SLO, SLI, SLA, and Error Budgets
Define reliability targets and govern software delivery using error budgets.
TL;DR
SLI (Service Level Indicator): Metric that measures service behavior (uptime %, latency, error rate). SLO (Service Level Objective): Target for the SLI (99.9% uptime). SLA (Service Level Agreement): Legal contract; breach has consequences (refund, credits). Error budget: Allowable downtime/errors. If SLO is 99.9% uptime (0.1% downtime), monthly error budget is 43 minutes. When error budget is exhausted, freeze features; focus on stability. Error budget enforcement prevents teams from prioritizing velocity over reliability.
Learning Objectives
- Define meaningful SLIs for your service
- Set realistic SLOs using SLI data
- Calculate error budgets
- Use error budgets to govern deployment and feature development
- Implement SLI monitoring and alerting
- Establish SLAs with customers
- Avoid SLO mistakes (too strict, unmeasurable)

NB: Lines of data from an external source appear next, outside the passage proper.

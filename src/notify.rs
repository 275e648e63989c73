//! Live calendar updates for library embedders.
//!
//! A host's calendar view or a guest's booking page subscribes to a property
//! and redraws when an event arrives. The engine publishes every applied
//! change here. The CLI binary is one-shot and never subscribes.

use dashmap::DashMap;
use tokio::sync::broadcast;

use crate::model::{Event, Id};

const CHANNEL_CAPACITY: usize = 256;

/// Broadcast hub for reservation changes, one channel per property.
pub struct NotifyHub {
    channels: DashMap<Id, broadcast::Sender<Event>>,
}

impl Default for NotifyHub {
    fn default() -> Self {
        Self::new()
    }
}

impl NotifyHub {
    pub fn new() -> Self {
        Self {
            channels: DashMap::new(),
        }
    }

    /// Subscribe to changes on a property. Creates the channel if needed.
    pub fn subscribe(&self, property_id: &Id) -> broadcast::Receiver<Event> {
        let sender = self
            .channels
            .entry(property_id.clone())
            .or_insert_with(|| broadcast::channel(CHANNEL_CAPACITY).0);
        sender.subscribe()
    }

    /// Send a notification. No-op if nobody is listening.
    pub fn send(&self, property_id: &Id, event: &Event) {
        if let Some(sender) = self.channels.get(property_id) {
            let _ = sender.send(event.clone());
        }
    }

    /// Drop the channel of a deleted property; receivers see `Closed`.
    pub fn remove(&self, property_id: &Id) {
        self.channels.remove(property_id);
    }

    pub fn has_channel(&self, property_id: &Id) -> bool {
        self.channels.contains_key(property_id)
    }
}
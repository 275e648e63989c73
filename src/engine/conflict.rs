use chrono::Datelike;

use crate::model::*;

use super::availability::{checked_range, conflicting, unavailable_ranges};
use super::EngineError;

/// Today's calendar day in local time.
pub fn today() -> Day {
    chrono::Local::now().date_naive()
}

fn validate_day(day: Day) -> Result<(), EngineError> {
    use crate::limits::*;
    if day.year() < MIN_VALID_YEAR || day.year() > MAX_VALID_YEAR {
        return Err(EngineError::LimitExceeded("date out of range"));
    }
    Ok(())
}

/// Validate a stay on the write path: ordering, date bounds, length.
pub(crate) fn validate_stay(check_in: Day, check_out: Day) -> Result<Stay, EngineError> {
    let stay = checked_range(check_in, check_out)?;
    validate_day(check_in)?;
    validate_day(check_out)?;
    if stay.nights() > crate::limits::MAX_STAY_NIGHTS {
        return Err(EngineError::LimitExceeded("stay too long"));
    }
    Ok(stay)
}

/// Fails with `Conflict` if any pending or confirmed reservation other than
/// `exclude` overlaps `stay`. The error carries the blocked ranges to show.
pub(crate) fn check_no_conflict(
    ps: &PropertyState,
    stay: &Stay,
    exclude: Option<&Id>,
) -> Result<(), EngineError> {
    if let Some(blocker) = conflicting(ps, *stay, exclude).next() {
        return Err(EngineError::Conflict {
            reservation_id: blocker.id.clone(),
            unavailable: unavailable_ranges(ps, exclude),
        });
    }
    Ok(())
}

- Scale SLOs to multi-service systems
Motivating Scenario
Product wants to ship 10 features this quarter. Engineering says: "We need a day to stabilize after each feature." They ship 7 features, stability tank downtime, SLA breach imminent. With error budgets: Product knows the error budget monthly is 43 minutes. Current spend: 12 minutes. Room for 31 minutes more. Feature 8-10 are risky; shipping them uses up budget. Product decides: ship 8, focus on stability for the rest of the quarter. Everyone understands the tradeoff; no friction.
Core Concepts
Definitions
| Term | Definition | Example |
|---|---|---|
| SLI | Measured indicator of service behavior | 99.5% of requests succeed |
| SLO | Target for the SLI | We aim for 99.9% success rate |
| SLA | Legal contract; penalty if breached | 99.5% uptime guaranteed; refund if breach |
| Error Budget | Allowed failures before SLO breach | If SLO is 99%, budget is 1% failures |
Error Budget Calculation
SLO Target: 99.9% uptime
Downtime Budget = (100% - SLO%) × Time Period
Monthly: (100% - 99.9%) × 30 days × 24 hours × 60 min = 43.2 minutes
Quarterly: (100% - 99.9%) × 90 days × 24 hours × 60 min = 129.6 minutes
Annual: (100% - 99.9%) × 365 days × 24 hours × 60 min = 525.6 minutes
SLI Types
| Type | Example | How to Measure |
|---|---|---|
| Availability | HTTP requests returning success | (Successful requests / Total requests) |
| Latency | Requests completing within 100ms | (Requests < 100ms / Total requests) |
| Error Rate | Requests not returning 5xx errors | (Non-5xx responses / Total requests) |
| Durability | Data not lost | (Successful writes and reads / Total) |
| Freshness | Data current within 5 minutes | (Queries returning fresh data / Total) |
SLO Targets (Common)
| Service | SLO | Error Budget |
|---|---|---|
| Basic SaaS | 99% (2 nines) | 7.2 hours/month |
| Standard SaaS | 99.9% (3 nines) | 43 minutes/month |
| Critical Infra | 99.99% (4 nines) | 4.3 minutes/month |
| Tier-1 Critical | 99.999% (5 nines) | 26 seconds/month |
SLI Implementation
- Python
- Go
- Node.js
from prometheus_client import Counter, Histogram, Gauge
import time
from datetime import datetime, timedelta
# SLI: Success Rate
requests_total = Counter(
'requests_total',
'Total HTTP requests',
['method', 'endpoint', 'status']
)
requests_success = Counter(
'requests_success',
'Successful HTTP requests',
['method', 'endpoint']
)
# SLI: Latency
request_duration = Histogram(
'request_duration_seconds',
'HTTP request duration',
['method', 'endpoint'],
buckets=[0.01, 0.05, 0.1, 0.5, 1.0, 5.0]
)
# SLI: Error Rate
errors_total = Counter(
'errors_total',
'Total errors',
['type', 'service']
)
def handle_request(method, endpoint, handler):
"""Middleware to record SLIs"""
start = time.time()
try:
result = handler()
requests_total.labels(method=method, endpoint=endpoint, status=200).inc()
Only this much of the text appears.